El pintor retoma con una elegancia extrema el mismo tema representado por Caravaggio en «Los jugadores de cartas«. El intenso juego de miradas es acentuado por los gestos de las manos, lo cual atrae la mirada del espectador hacia la figura del tramposo que parece dialogar con él. Partiendo de un tema realista, que es en definitiva su versión heterodoxa y autónoma del naturalismo de Caravaggio, La Tour aspira a organizar esta realidad conmovedora dentro de una construcción formal muy calculada. El «nocturno» es el instrumento de esta construcción y permite al pintor – sin igual en los efectos de luz artificial – poder concentrarse en lo esencial, aislando la escena sobre un fondo de tinieblas a fin de poder contemplarla sin ninguna traba.
En sus comienzos, el artista aplica fielmente la lección de Caravaggio, pero en su madurez, se orienta en realidad hacia una simplificación de la composición y una estilización de las figuras, atribuyendo al realismo un valor moral, en la línea del estilo severo del clasicismo francés. La mirada de Magdalena sobre la llama de una vela simboliza el tiempo que se consume, y la mano derecha acariciando la calavera, indica una tranquila aceptación de la muerte.

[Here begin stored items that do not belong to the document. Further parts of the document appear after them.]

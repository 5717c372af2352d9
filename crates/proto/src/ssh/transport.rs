//! Encrypted packet transport over a TCP stream.
//!
//! A [`Transport`] is the post-handshake view of one SSH connection: a
//! packet reader, a packet writer, and the immutable session identifier
//! established during key exchange. The piper holds two of these (the
//! downstream in the server role, the upstream in the client role) and
//! moves authentication messages between them.
//!
//! # Framing
//!
//! With an AEAD cipher installed, the 4-byte packet length is sent in
//! cleartext and the remainder of the framed packet (padding length,
//! payload, padding) is sealed, with the 16-byte tag appended:
//!
//! ```text
//! uint32 packet_length || AEAD(padding_length || payload || padding) || tag
//! ```
//!
//! Before NEWKEYS the same framing travels unencrypted.
//!
//! # Splitting
//!
//! [`Transport::into_split`] hands out the two halves so the forwarding
//! phase can run both directions concurrently; each half owns its TCP half
//! and its cipher state, so dropping a half closes that side of the socket.

use tokio::io::{AsyncReadExt, AsyncWriteExt};
use tokio::net::tcp::{OwnedReadHalf, OwnedWriteHalf};
use tokio::net::TcpStream;

use crate::ssh::crypto::{DecryptionKey, EncryptionKey};
use crate::ssh::packet::{Packet, MAX_BODY_SIZE};
use strait_platform::{StraitError, StraitResult};

/// Reading half of a transport: owns the TCP read half and the inbound
/// cipher state.
pub struct PacketReader {
    stream: OwnedReadHalf,
    cipher: Option<DecryptionKey>,
}

impl PacketReader {
    /// Wraps a TCP read half with no cipher installed (pre-NEWKEYS).
    pub fn new(stream: OwnedReadHalf) -> Self {
        Self {
            stream,
            cipher: None,
        }
    }

    /// Installs the inbound cipher. Called once, after NEWKEYS.
    pub fn enable_encryption(&mut self, cipher: DecryptionKey) {
        self.cipher = Some(cipher);
    }

    /// Reads one line terminated by `\n`, for the version exchange.
    pub(crate) async fn read_version_line(&mut self) -> StraitResult<String> {
        let mut buffer = Vec::new();
        let mut byte = [0u8; 1];

        loop {
            self.stream.read_exact(&mut byte).await?;
            buffer.push(byte[0]);

            if byte[0] == b'\n' {
                break;
            }

            if buffer.len() > 255 {
                return Err(StraitError::Protocol("Version string too long".to_string()));
            }
        }

        Ok(String::from_utf8_lossy(&buffer).into_owned())
    }

    /// Reads one SSH packet.
    ///
    /// # Errors
    ///
    /// I/O errors surface as [`StraitError::Io`]; framing violations and
    /// failed tag checks are protocol/security errors. All of them are
    /// fatal to the session.
    pub async fn read_packet(&mut self) -> StraitResult<Packet> {
        let mut length_bytes = [0u8; 4];
        self.stream.read_exact(&mut length_bytes).await?;
        let packet_length = u32::from_be_bytes(length_bytes) as usize;

        // The bound is shared with outbound framing, so anything admitted
        // here can always be reframed when forwarded.
        if packet_length > MAX_BODY_SIZE {
            return Err(StraitError::Protocol(format!(
                "Packet body too large: {} bytes (maximum {})",
                packet_length, MAX_BODY_SIZE
            )));
        }

        let bytes_to_read = match &self.cipher {
            Some(cipher) => packet_length + cipher.algorithm().tag_size(),
            None => packet_length,
        };

        let mut body = vec![0u8; bytes_to_read];
        self.stream.read_exact(&mut body).await?;

        if let Some(cipher) = &mut self.cipher {
            cipher.decrypt(&mut body)?;
        }

        let mut framed = Vec::with_capacity(4 + body.len());
        framed.extend_from_slice(&length_bytes);
        framed.extend_from_slice(&body);

        Packet::from_bytes(&framed)
    }
}

/// Writing half of a transport: owns the TCP write half and the outbound
/// cipher state.
pub struct PacketWriter {
    stream: OwnedWriteHalf,
    cipher: Option<EncryptionKey>,
}

impl PacketWriter {
    /// Wraps a TCP write half with no cipher installed (pre-NEWKEYS).
    pub fn new(stream: OwnedWriteHalf) -> Self {
        Self {
            stream,
            cipher: None,
        }
    }

    /// Installs the outbound cipher. Called once, after NEWKEYS.
    pub fn enable_encryption(&mut self, cipher: EncryptionKey) {
        self.cipher = Some(cipher);
    }

    /// Writes raw bytes, for the version exchange.
    pub(crate) async fn write_raw(&mut self, bytes: &[u8]) -> StraitResult<()> {
        self.stream.write_all(bytes).await?;
        Ok(())
    }

    /// Frames and writes one SSH packet carrying `payload`.
    pub async fn write_packet(&mut self, payload: &[u8]) -> StraitResult<()> {
        let framed = Packet::new(payload.to_vec())?.to_bytes();

        let bytes = match &mut self.cipher {
            Some(cipher) => {
                // Length stays cleartext; the rest is sealed.
                let mut body = framed[4..].to_vec();
                cipher.encrypt(&mut body)?;

                let mut sealed = Vec::with_capacity(4 + body.len());
                sealed.extend_from_slice(&framed[..4]);
                sealed.extend_from_slice(&body);
                sealed
            }
            None => framed,
        };

        self.stream.write_all(&bytes).await?;
        Ok(())
    }
}

/// One side of a piped SSH connection, after a completed handshake.
pub struct Transport {
    reader: PacketReader,
    writer: PacketWriter,
    session_id: Vec<u8>,
}

impl Transport {
    /// Assembles a transport from its halves and the session identifier
    /// (the exchange hash of the first key exchange).
    pub fn new(reader: PacketReader, writer: PacketWriter, session_id: Vec<u8>) -> Self {
        Self {
            reader,
            writer,
            session_id,
        }
    }

    /// Splits a fresh TCP stream into unencrypted packet halves.
    pub fn split_stream(stream: TcpStream) -> (PacketReader, PacketWriter) {
        let (read_half, write_half) = stream.into_split();
        (PacketReader::new(read_half), PacketWriter::new(write_half))
    }

    /// Returns the session identifier.
    ///
    /// This value is bound into every public-key authentication signature
    /// on this connection (RFC 4252 Section 7) and never changes, even
    /// across rekeying.
    pub fn session_id(&self) -> &[u8] {
        &self.session_id
    }

    /// Reads one packet.
    pub async fn read_packet(&mut self) -> StraitResult<Packet> {
        self.reader.read_packet().await
    }

    /// Writes one packet carrying `payload`.
    pub async fn write_packet(&mut self, payload: &[u8]) -> StraitResult<()> {
        self.writer.write_packet(payload).await
    }

    /// Consumes the transport, returning its halves for the forwarding
    /// phase.
    pub fn into_split(self) -> (PacketReader, PacketWriter) {
        (self.reader, self.writer)
    }
}

impl std::fmt::Debug for Transport {
    fn fmt(&self, f: &mut std::fmt::Formatter<'_>) -> std::fmt::Result {
        f.debug_struct("Transport")
            .field("session_id", &hex::encode(&self.session_id))
            .finish_non_exhaustive()
    }
}

#[cfg(test)]
mod tests {
    use super::*;
    use crate::ssh::crypto::CipherAlgorithm;
    use tokio::net::TcpListener;

    async fn tcp_pair() -> (TcpStream, TcpStream) {
        let listener = TcpListener::bind("127.0.0.1:0").await.unwrap();
        let addr = listener.local_addr().unwrap();
        let client = TcpStream::connect(addr).await.unwrap();
        let (server, _) = listener.accept().await.unwrap();
        (client, server)
    }

    #[tokio::test]
    async fn test_plaintext_packet_round_trip() {
        let (a, b) = tcp_pair().await;
        let (_rx_a, mut tx_a) = Transport::split_stream(a);
        let (mut rx_b, _tx_b) = Transport::split_stream(b);

        tx_a.write_packet(b"hello over tcp").await.unwrap();
        let packet = rx_b.read_packet().await.unwrap();
        assert_eq!(packet.payload(), b"hello over tcp");
    }

    #[tokio::test]
    async fn test_encrypted_packet_round_trip() {
        let (a, b) = tcp_pair().await;
        let (_rx_a, mut tx_a) = Transport::split_stream(a);
        let (mut rx_b, _tx_b) = Transport::split_stream(b);

        let key_material = [7u8; 32];
        tx_a.enable_encryption(
            EncryptionKey::new(CipherAlgorithm::ChaCha20Poly1305, &key_material).unwrap(),
        );
        rx_b.enable_encryption(
            DecryptionKey::new(CipherAlgorithm::ChaCha20Poly1305, &key_material).unwrap(),
        );

        for payload in [&b"first"[..], &b"second"[..], &b"third"[..]] {
            tx_a.write_packet(payload).await.unwrap();
            let packet = rx_b.read_packet().await.unwrap();
            assert_eq!(packet.payload(), payload);
        }
    }

    #[tokio::test]
    async fn test_key_mismatch_rejected() {
        let (a, b) = tcp_pair().await;
        let (_rx_a, mut tx_a) = Transport::split_stream(a);
        let (mut rx_b, _tx_b) = Transport::split_stream(b);

        tx_a.enable_encryption(
            EncryptionKey::new(CipherAlgorithm::ChaCha20Poly1305, &[1u8; 32]).unwrap(),
        );
        rx_b.enable_encryption(
            DecryptionKey::new(CipherAlgorithm::ChaCha20Poly1305, &[2u8; 32]).unwrap(),
        );

        tx_a.write_packet(b"secret").await.unwrap();
        assert!(rx_b.read_packet().await.is_err());
    }
}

El estilo realista de Georges de la Tour gozaba del favor de la burguesía, pero también de la corte. Su obra fue muy apreciada por Luís XIII quien había concedido al artista el título de pintor ordinario del rey. En la década de 1620 el movimiento caravaggista fue la primera corriente de pintura europea después del manierismo. Con Georges de la Tour en la región de Lorena y Valentin de Boulogne que realiza toda su carrera en Roma.
Louis le Nain
Louis le Nain (Laón 1593? – París 1648) era el segundo de tres hermanos, todos pintores, originarios de un pequeño pueblo de Picardía, donde fueron aprendices en el taller de un artista flamenco. En 1630, los hermanos Le Nain se establecieron en París en una casa en la margen izquierda del Sena, y en 1648 figuran como miembros de la Academia real de pintura y de escultura; pero el mismo año mueren dos hermanos, Antoine y Louis. Mathieu vivió muchos años lo que le permitió consolidarse, hasta el punto de recibir el encargo de ejecutar los retratos del cardenal Mazarino y de Ana de Francia. Dado que los tres hermanos vivían y trabajaban siempre juntos, es difícil reconocer la autoría de las obras. Louis parece que fue el pintor más importante del grupo; convierte los temas pintorescos, puestos de moda con el nombre de bambochadas, en escenas muy poéticas. En sus cuadros representa los pobres de la Francia rural como un preludio de las obras de Chardin, o incluso del melancólico Camille Corot cuando los personajes están representados al aire libre. En la obra La comida de los campesinos convierte una rústica cena en un acontecimiento religioso, humanizado por la presencia de los niños que se dejan llevar inconscientemente por la solemnidad de la escena. Casi en todas las obras de los hermanos Le Nain aparecen niños, cuya pobreza es representada con un gran realismo.
La intimidad de esta escena se vuelve aún más profunda a causa de la presencia del fuego al fondo de la escena y por el niño vestido de harapos tocando la flauta, en una atmósfera que respira melancolía.